“I want justice. I want him to go to jail,” Nafissatou Diallo told ABC’s Robin Roberts. “I want him to know that there is some places you cannot use your money, you cannot use your power when you do something like this.”
The guts of the Big Get aired Monday on “Nightline,” but a chunk of the chat with Roberts aired Monday morning during “GMA.”
That teaser for Monday night’s interview included a bit in which Diallo reenacted moments of the alleged assault:
“I turned my head. He comes to me and grab my breasts. I said, ‘Stop! Stop! I don’t want to lose my job!’ ”
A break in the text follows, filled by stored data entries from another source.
//! Protocol messages exchanged between getter, giver, witness and issuer
//!
//! Every message carries the thread id of the transaction it belongs to.
//! The envelope encryption and signing are handled outside this crate; the
//! types here are the logical, transport-agnostic payloads.

use chrono::{DateTime, Utc};
use rust_decimal::Decimal;
use serde::{Deserialize, Serialize};

use super::note::Note;
use super::transaction::{Did, Timeouts, TransactionId};
use super::witness_table::WitnessTable;

/// Problem report codes sent to counterparts
pub mod codes {
    pub const DID_MISMATCH: &str = "e.p.xfer.did-mismatch";
    pub const AMOUNT_MISMATCH: &str = "e.p.xfer.amount-mismatch";
    pub const INSUFFICIENT_FUNDS: &str = "e.p.xfer.insufficient-funds";
    pub const UNKNOWN_NOTE: &str = "e.p.xfer.unknown-note";
    pub const DUPLICATE_NOTE: &str = "e.p.xfer.duplicate-note";
    pub const INVALID_AMOUNT: &str = "e.p.xfer.invalid-amount";
    pub const EXPIRED: &str = "e.p.xfer.expired";
    pub const INVALID_STATE: &str = "e.p.xfer.invalid-state";
    pub const ABORTED: &str = "e.p.xfer.aborted";
    pub const INTERNAL: &str = "e.p.xfer.internal";
}

/// Payment request created by the getter
#[derive(Debug, Clone, PartialEq, Serialize, Deserialize)]
pub struct PaymentRequest {
    pub amount: Decimal,
    pub unit_of_amount: String,
    pub getter: Did,
    pub giver: Option<Did>,
    pub witness: Option<Did>,
    #[serde(default)]
    pub timeouts: Timeouts,
}

/// Payment offer created by the giver
#[derive(Debug, Clone, PartialEq, Serialize, Deserialize)]
pub struct PaymentOffer {
    pub amount: Decimal,
    pub unit_of_amount: String,
    pub giver: Did,
    pub getter: Option<Did>,
    pub witness: Option<Did>,
    #[serde(default)]
    pub timeouts: Timeouts,
}

/// Giver's acceptance of a request, sent to the witness
///
/// Carries the original request so the witness can register the transaction
/// together with the notes the giver commits and the notes it proposes to
/// create.
#[derive(Debug, Clone, PartialEq, Serialize, Deserialize)]
pub struct RequestAcceptance {
    pub request: PaymentRequest,
    pub inputs: Vec<Note>,
    pub outputs: Vec<Note>,
}

/// Witness-notarized acceptance, forwarded to the getter
#[derive(Debug, Clone, PartialEq, Serialize, Deserialize)]
pub struct WitnessedAcceptance {
    pub amount: Decimal,
    pub giver: Did,
    pub witness: Did,
    /// Notes the getter will own once the transfer completes
    pub outputs: Vec<Note>,
}

/// Getter's acceptance of the cash, sent to the witness
#[derive(Debug, Clone, PartialEq, Serialize, Deserialize)]
pub struct CashAcceptance {
    pub amount: Decimal,
    pub accepted_at: DateTime<Utc>,
}

/// Witness-notarized cash acceptance, forwarded to the giver
#[derive(Debug, Clone, PartialEq, Serialize, Deserialize)]
pub struct WitnessedCash {
    pub amount: Decimal,
    pub witnessed_at: DateTime<Utc>,
}

/// Notice to the old holder that its notes have been spent
#[derive(Debug, Clone, PartialEq, Serialize, Deserialize)]
pub struct CashRemoval {
    pub removed: Vec<String>,
    /// Change returned to the giver
    pub change: Vec<Note>,
}

/// Final receipt of a completed transfer
///
/// The witness sends the same body to both parties.
#[derive(Debug, Clone, PartialEq, Serialize, Deserialize)]
pub struct Receipt {
    pub thid: TransactionId,
    pub amount: Decimal,
    pub unit_of_amount: String,
    pub getter: Did,
    pub giver: Did,
    pub witness: Did,
    pub inputs: Vec<Note>,
    pub outputs: Vec<Note>,
    pub issued_at: DateTime<Utc>,
}

impl Receipt {
    /// Notes from this receipt now owned by `did`
    pub fn notes_for(&self, did: &Did) -> Vec<Note> {
        self.outputs
            .iter()
            .filter(|n| &n.owner == did)
            .cloned()
            .collect()
    }
}

/// Issuer request to mint new notes
#[derive(Debug, Clone, PartialEq, Serialize, Deserialize)]
pub struct MintRequest {
    pub amount: Decimal,
    pub unit_of_amount: String,
    pub issuer: Did,
    pub notes: Vec<Note>,
}

/// Witness confirmation that a mint was recorded
#[derive(Debug, Clone, PartialEq, Serialize, Deserialize)]
pub struct MintResponse {
    pub note_ids: Vec<String>,
}

/// Protocol-level abort usable by any party
#[derive(Debug, Clone, PartialEq, Eq, Serialize, Deserialize)]
pub struct ProblemReport {
    pub code: String,
    pub comment: String,
}

/// Typed body of a protocol message
#[derive(Debug, Clone, PartialEq, Serialize, Deserialize)]
#[serde(tag = "type", content = "payload")]
pub enum MessageBody {
    Request(PaymentRequest),
    Offer(PaymentOffer),
    RequestAccepted(RequestAcceptance),
    RequestAcceptedWitnessed(WitnessedAcceptance),
    CashAccepted(CashAcceptance),
    CashAcceptedWitnessed(WitnessedCash),
    CashRemoved(CashRemoval),
    GetterReceipt(Receipt),
    GiverReceipt(Receipt),
    Mint(MintRequest),
    MintResponse(MintResponse),
    ProblemReport(ProblemReport),
    WitnessTable(WitnessTable),
    WitnessTableQuery,
}

impl MessageBody {
    /// Short message type name for logs
    pub fn kind(&self) -> &'static str {
        match self {
            MessageBody::Request(_) => "request",
            MessageBody::Offer(_) => "offer",
            MessageBody::RequestAccepted(_) => "request-accepted",
            MessageBody::RequestAcceptedWitnessed(_) => "request-accepted-witnessed",
            MessageBody::CashAccepted(_) => "cash-accepted",
            MessageBody::CashAcceptedWitnessed(_) => "cash-accepted-witnessed",
            MessageBody::CashRemoved(_) => "cash-removed",
            MessageBody::GetterReceipt(_) => "getter-receipt",
            MessageBody::GiverReceipt(_) => "giver-receipt",
            MessageBody::Mint(_) => "mint",
            MessageBody::MintResponse(_) => "mint-response",
            MessageBody::ProblemReport(_) => "problem-report",
            MessageBody::WitnessTable(_) => "witness-table",
            MessageBody::WitnessTableQuery => "witness-table-query",
        }
    }

    /// Whether this message may open a transaction the receiver does not know yet
    pub fn is_initiating(&self) -> bool {
        matches!(
            self,
            MessageBody::Request(_)
                | MessageBody::Offer(_)
                | MessageBody::RequestAccepted(_)
                | MessageBody::Mint(_)
        )
    }
}

/// A protocol message bound to a thread
#[derive(Debug, Clone, PartialEq, Serialize, Deserialize)]
pub struct ProtocolMessage {
    pub thid: TransactionId,
    pub body: MessageBody,
}

impl ProtocolMessage {
    pub fn new(thid: TransactionId, body: MessageBody) -> Self {
        ProtocolMessage { thid, body }
    }

    pub fn problem_report(thid: TransactionId, code: &str, comment: impl Into<String>) -> Self {
        ProtocolMessage::new(
            thid,
            MessageBody::ProblemReport(ProblemReport {
                code: code.to_string(),
                comment: comment.into(),
            }),
        )
    }

    pub fn kind(&self) -> &'static str {
        self.body.kind()
    }

    /// Encode as JSON for transports that carry text payloads
    pub fn to_json(&self) -> Result<String, serde_json::Error> {
        serde_json::to_string(self)
    }

    pub fn from_json(json: &str) -> Result<Self, serde_json::Error> {
        serde_json::from_str(json)
    }
}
The Diallo interview comes less than a month after ABC News reported that the case might be crumbling after Manhattan district attorney investigators uncovered “significant issues” with Diallo’s account of what happened in that hotel room.
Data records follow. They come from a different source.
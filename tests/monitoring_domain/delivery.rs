//! Notification queue drained by a delivery worker.

use std::sync::Arc;
use std::thread;
use std::time::Duration;

use keyrecord::{DeliveryOutcome, KeyrecordConfig, Store, WorkQueue};
use serde_json::json;

use crate::test_utils::init_tracing;

#[test]
fn worker_drains_queue_and_counts_outcomes() {
    init_tracing();
    let config = KeyrecordConfig::from_toml_str("namespace = \"flap\"\npop_timeout_ms = 100").unwrap();
    let store: Arc<dyn Store> = Arc::new(keyrecord::MemoryStore::new());
    let queue = WorkQueue::from_config(Arc::clone(&store), &config, "pushover_notifications");

    let worker = {
        let queue = queue.clone();
        thread::spawn(move || {
            let mut handled = 0;
            while let Some(item) = queue.next_default().unwrap() {
                let alert: serde_json::Value = serde_json::from_str(&item).unwrap();
                if alert["notification_type"] == "shutdown" {
                    break;
                }
                let outcome = if alert["address"].as_str().map(str::is_empty).unwrap_or(true) {
                    DeliveryOutcome::Failed
                } else {
                    DeliveryOutcome::Delivered
                };
                queue.record_outcome(outcome).unwrap();
                handled += 1;
            }
            handled
        })
    };

    for address in ["ops", "", "db"] {
        let alert = json!({"notification_type": "problem", "state": "critical", "address": address});
        queue.push(alert.to_string()).unwrap();
    }
    queue
        .push(json!({"notification_type": "shutdown"}).to_string())
        .unwrap();

    assert_eq!(worker.join().unwrap(), 3);
    assert_eq!(queue.outcome_count(DeliveryOutcome::Delivered).unwrap(), 2);
    assert_eq!(queue.outcome_count(DeliveryOutcome::Failed).unwrap(), 1);
    assert!(queue.pending().unwrap().is_empty());
    assert!(store.exists("flap:pushover_notifications:outcomes").unwrap());
}

#[test]
fn idle_worker_times_out() {
    init_tracing();
    let store: Arc<dyn Store> = Arc::new(keyrecord::MemoryStore::new());
    let queue = WorkQueue::new(store, &keyrecord::Keyspace::new(), "email_notifications");
    assert!(queue.next(Duration::from_millis(20)).unwrap().is_none());
}
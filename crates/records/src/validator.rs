//! Type validation of record values
//!
//! The validator visits every declared attribute, skips nulls, and collects
//! one violation per attribute whose value is not an accepted representation
//! of its kind. It never stops at the first violation.

use keyrecord_core::{AttributeType, ValidationErrors, Value};
use rustc_hash::FxHashMap;

use crate::schema::AttributeSchema;

/// Checks values against an attribute schema
#[derive(Debug, Clone, Copy)]
pub struct Validator<'a> {
    schema: &'a AttributeSchema,
}

impl<'a> Validator<'a> {
    /// Validator for one schema
    pub fn new(schema: &'a AttributeSchema) -> Self {
        Self { schema }
    }

    /// Every violation found in `values`
    ///
    /// Values for undeclared names are ignored; absent values count as null.
    pub fn validate(&self, values: &FxHashMap<String, Value>) -> ValidationErrors {
        let mut errors = ValidationErrors::new();
        for (name, kind) in self.schema.iter() {
            let Some(value) = values.get(name) else {
                continue;
            };
            if value.is_null() || kind.accepts(value) {
                continue;
            }
            errors.add(name, message(kind, value));
        }
        errors
    }
}

/// Violation message, e.g. `should be one of Int, Time but is String`
pub fn message(kind: AttributeType, value: &Value) -> String {
    match kind.accepted() {
        [single] => format!("should be {} but is {}", single, value.type_name()),
        many => format!(
            "should be one of {} but is {}",
            many.join(", "),
            value.type_name()
        ),
    }
}

#[cfg(test)]
mod tests {
    use super::*;
    use chrono::Utc;

    fn schema() -> AttributeSchema {
        let mut schema = AttributeSchema::new();
        schema.declare("name", AttributeType::String).unwrap();
        schema.declare("enabled", AttributeType::Boolean).unwrap();
        schema.declare("checked_at", AttributeType::Timestamp).unwrap();
        schema.declare("tags", AttributeType::Set).unwrap();
        schema.declare("extra", AttributeType::JsonString).unwrap();
        schema
    }

    fn values(pairs: Vec<(&str, Value)>) -> FxHashMap<String, Value> {
        pairs.into_iter().map(|(k, v)| (k.to_string(), v)).collect()
    }

    #[test]
    fn test_valid_values_pass() {
        let schema = schema();
        let errors = Validator::new(&schema).validate(&values(vec![
            ("name", Value::from("svc")),
            ("enabled", Value::Bool(false)),
            ("checked_at", Value::Time(Utc::now())),
            ("extra", Value::Int(3)),
        ]));
        assert!(errors.is_empty());
    }

    #[test]
    fn test_timestamp_accepts_numbers() {
        let schema = schema();
        let errors =
            Validator::new(&schema).validate(&values(vec![("checked_at", Value::Int(1_700_000_000))]));
        assert!(errors.is_empty());
    }

    #[test]
    fn test_nulls_are_skipped() {
        let schema = schema();
        let errors = Validator::new(&schema).validate(&values(vec![
            ("name", Value::Null),
            ("enabled", Value::Null),
        ]));
        assert!(errors.is_empty());
    }

    #[test]
    fn test_every_violation_is_collected() {
        let schema = schema();
        let errors = Validator::new(&schema).validate(&values(vec![
            ("name", Value::Int(1)),
            ("enabled", Value::from("true")),
            ("tags", Value::from(vec!["a"])),
        ]));

        assert_eq!(errors.len(), 3);
        assert!(errors.contains("name"));
        assert!(errors.contains("enabled"));
        assert!(errors.contains("tags"));
    }

    #[test]
    fn test_messages_name_accepted_representations() {
        assert_eq!(
            message(AttributeType::Boolean, &Value::from("true")),
            "should be Bool but is String"
        );
        assert_eq!(
            message(AttributeType::Timestamp, &Value::from("noon")),
            "should be one of Int, Time but is String"
        );
    }
}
Those issues included the discovery that she had a phone conversation with an incarcerated man within a day of her encounter with the IMF chief, in which she discussed the possible financial upside of pursuing charges against him, ABC News reported.
“The holes in the credibility of the housekeeper led prosecutors to doubt much of what the accuser has told them about the circumstances of the case or about herself, ABC News has confirmed,” the network reported in late June.
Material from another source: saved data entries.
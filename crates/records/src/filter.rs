//! Composable equality queries
//!
//! A [`Filter`] accumulates `(attribute, value)` constraints over indexed
//! attributes and answers them by intersecting the matching index entries
//! (and, when scoped to an association, the association's reference set)
//! into a temporary store-side set.
//!
//! Resolution rules:
//! - constraining an attribute without an index fails with `Error::NotIndexed`
//! - a constraint value with no index entry (collections, blank text, ...)
//!   matches nothing
//! - with no scope and no constraints, every persisted record matches

use std::collections::HashSet;
use std::sync::Arc;

use keyrecord_core::{Result, Value};
use tracing::debug;

use crate::entity::EntityType;
use crate::record::Record;
use crate::temp::TempKey;

/// Query over one entity type
#[derive(Clone)]
pub struct Filter {
    entity: Arc<EntityType>,
    scope: Option<String>,
    constraints: Vec<(String, Value)>,
}

impl Filter {
    pub(crate) fn new(entity: Arc<EntityType>, scope: Option<String>) -> Self {
        Self {
            entity,
            scope,
            constraints: Vec::new(),
        }
    }

    /// Add constraints; chainable
    pub fn filter<K, V>(mut self, constraints: impl IntoIterator<Item = (K, V)>) -> Result<Self>
    where
        K: AsRef<str>,
        V: Into<Value>,
    {
        for (attribute, value) in constraints {
            let attribute = attribute.as_ref();
            // Fails for undeclared or unindexed attributes
            self.entity.index(attribute)?;
            self.constraints.push((attribute.to_string(), value.into()));
        }
        Ok(self)
    }

    /// Accumulated constraints, in order
    pub fn constraints(&self) -> &[(String, Value)] {
        &self.constraints
    }

    /// Association reference set this query is scoped to
    pub fn scope(&self) -> Option<&str> {
        self.scope.as_deref()
    }

    /// Keys to intersect, or `None` when some constraint matches nothing
    fn resolve_steps(&self) -> Result<Option<Vec<String>>> {
        let mut keys = Vec::with_capacity(self.constraints.len() + 1);
        if let Some(scope) = &self.scope {
            keys.push(scope.clone());
        }
        for (attribute, value) in &self.constraints {
            match self.entity.index(attribute)?.key(value) {
                Some(key) => keys.push(key),
                None => return Ok(None),
            }
        }
        if keys.is_empty() {
            keys.push(self.entity.ids_key());
        }
        Ok(Some(keys))
    }

    /// Run the intersection into a temporary key and hand it to `read`
    fn with_result<T>(
        &self,
        empty: T,
        read: impl FnOnce(&TempKey, usize) -> Result<T>,
    ) -> Result<T> {
        let Some(keys) = self.resolve_steps()? else {
            return Ok(empty);
        };
        let store = self.entity.store();
        let temp = TempKey::new(Arc::clone(store), self.entity.keyspace().temp_key(self.entity.name()));
        let count = store.set_intersect_store(temp.key(), &keys)?;
        debug!(
            target: "keyrecord::filter",
            entity = %self.entity.name(),
            steps = keys.len(),
            count,
            "Filter resolved"
        );
        read(&temp, count)
    }

    /// Matching ids
    pub fn ids(&self) -> Result<HashSet<String>> {
        let store = Arc::clone(self.entity.store());
        self.with_result(HashSet::new(), |temp, count| {
            if count == 0 {
                return Ok(HashSet::new());
            }
            store.set_members(temp.key())
        })
    }

    /// Number of matching records
    pub fn count(&self) -> Result<usize> {
        self.with_result(0, |_, count| Ok(count))
    }

    /// Matching records, ordered by id
    pub fn all(&self) -> Result<Vec<Record>> {
        let ids = self.ids()?;
        self.entity.load_all(ids)
    }
}

impl std::fmt::Debug for Filter {
    fn fmt(&self, f: &mut std::fmt::Formatter<'_>) -> std::fmt::Result {
        f.debug_struct("Filter")
            .field("entity", &self.entity.name())
            .field("scope", &self.scope)
            .field("constraints", &self.constraints)
            .finish()
    }
}
//! Key layout for keyrecord
//!
//! Every store key is derived here so the layout lives in one place.
//! For entity type `t` and record id `i`:
//!
//! | Structure | Key |
//! |-----------|-----|
//! | id-set | `t::ids` |
//! | simple attributes (field-map) | `t:i:attrs` |
//! | complex attribute `a` | `t:i:attrs:a` |
//! | index entry | `t::by_a:<value>` |
//! | association `n` | `t:i:n_ids` |
//! | temporary set | `t::tmp:<32 hex>` |
//!
//! An optional namespace is prepended as `ns:`. Type names and ids are
//! key segments and must not contain the `:` separator.

use thiserror::Error;
use uuid::Uuid;

/// Separator between key segments
pub const SEPARATOR: char = ':';

/// Validate a single key segment (type name, attribute name or id)
pub fn validate_segment(segment: &str) -> Result<(), KeyError> {
    if segment.is_empty() {
        return Err(KeyError::Empty);
    }
    if segment.contains('\x00') {
        return Err(KeyError::ContainsNul);
    }
    if segment.contains(SEPARATOR) {
        return Err(KeyError::ContainsSeparator);
    }
    Ok(())
}

/// Key segment validation errors
#[derive(Debug, Error, PartialEq, Eq)]
pub enum KeyError {
    /// Segment is empty
    #[error("key segment cannot be empty")]
    Empty,

    /// Segment contains NUL byte (\0)
    #[error("key segment cannot contain NUL bytes")]
    ContainsNul,

    /// Segment contains the separator
    #[error("key segment cannot contain '{}'", SEPARATOR)]
    ContainsSeparator,
}

/// Builds store keys, optionally under a namespace
#[derive(Debug, Clone, Default, PartialEq, Eq)]
pub struct Keyspace {
    namespace: Option<String>,
}

impl Keyspace {
    /// Keys without a namespace prefix
    pub fn new() -> Self {
        Self { namespace: None }
    }

    /// Keys prefixed with `namespace:`
    pub fn with_namespace(namespace: impl Into<String>) -> Self {
        Self {
            namespace: Some(namespace.into()),
        }
    }

    /// Namespace prefix, if any
    pub fn namespace(&self) -> Option<&str> {
        self.namespace.as_deref()
    }

    /// Base key of an entity type
    pub fn type_key(&self, entity: &str) -> String {
        match &self.namespace {
            Some(ns) => format!("{}:{}", ns, entity),
            None => entity.to_string(),
        }
    }

    /// Set of all persisted ids of an entity type
    pub fn ids_key(&self, entity: &str) -> String {
        format!("{}::ids", self.type_key(entity))
    }

    /// Base key of one record
    pub fn record_key(&self, entity: &str, id: &str) -> String {
        format!("{}:{}", self.type_key(entity), id)
    }

    /// Field-map holding a record's simple attributes
    pub fn attributes_key(&self, entity: &str, id: &str) -> String {
        format!("{}:attrs", self.record_key(entity, id))
    }

    /// Dedicated key of a complex attribute
    pub fn complex_key(&self, entity: &str, id: &str, attribute: &str) -> String {
        format!("{}:attrs:{}", self.record_key(entity, id), attribute)
    }

    /// Index entry for one attribute value
    pub fn index_key(&self, entity: &str, attribute: &str, value: &str) -> String {
        format!("{}::by_{}:{}", self.type_key(entity), attribute, value)
    }

    /// Reference set of a to-many association
    pub fn association_key(&self, entity: &str, id: &str, name: &str) -> String {
        format!("{}:{}_ids", self.record_key(entity, id), name)
    }

    /// Fresh, unique key for a temporary set
    pub fn temp_key(&self, entity: &str) -> String {
        format!("{}::tmp:{}", self.type_key(entity), random_hex())
    }
}

/// 128 random bits as 32 lowercase hex characters
pub fn random_hex() -> String {
    Uuid::new_v4().simple().to_string()
}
Those holes also include “possible links to criminal activities, including drug dealing and money laundering.”
On Monday, ABC News reported that it asked Diallo about the instances that caused prosecutors to “reassess the strength of the case,” and said that Diallo acknowledged “mistakes” but insisted she was telling the truth about Strauss-Kahn.
“God is my witness I’m telling the truth. From my heart. God knows that. And he knows that,” she was seen telling Roberts.
She insisted that when she learned who Strauss-Kahn was, her first thought was that she would be killed:
“And then they say he’s going to be the next president of France. And I say, ‘Oh, my God!’ And I was crying. I said, ‘They’re gonna kill me!’ ”
In a statement, Strauss-Kahn’s defense attorneys called Diallo’s interview an “unseemly circus,” ABC News reported Monday.
“Its obvious purpose is to inflame public opinion against a defendant in a pending criminal case,” William Taylor and Benjamin Brafman wrote in a statement, as reported by ABC News.
The Manhattan district attorney’s office, meanwhile, declined to give ABC News a comment about its Big Get. Spokeswoman Erin Duggan said to the news organization, “This is a pending criminal case. . . . To protect the integrity of the criminal justice system, the rights of the victim and the rights of the accused, we will not discuss the facts or evidence in what remains an ongoing investigation.”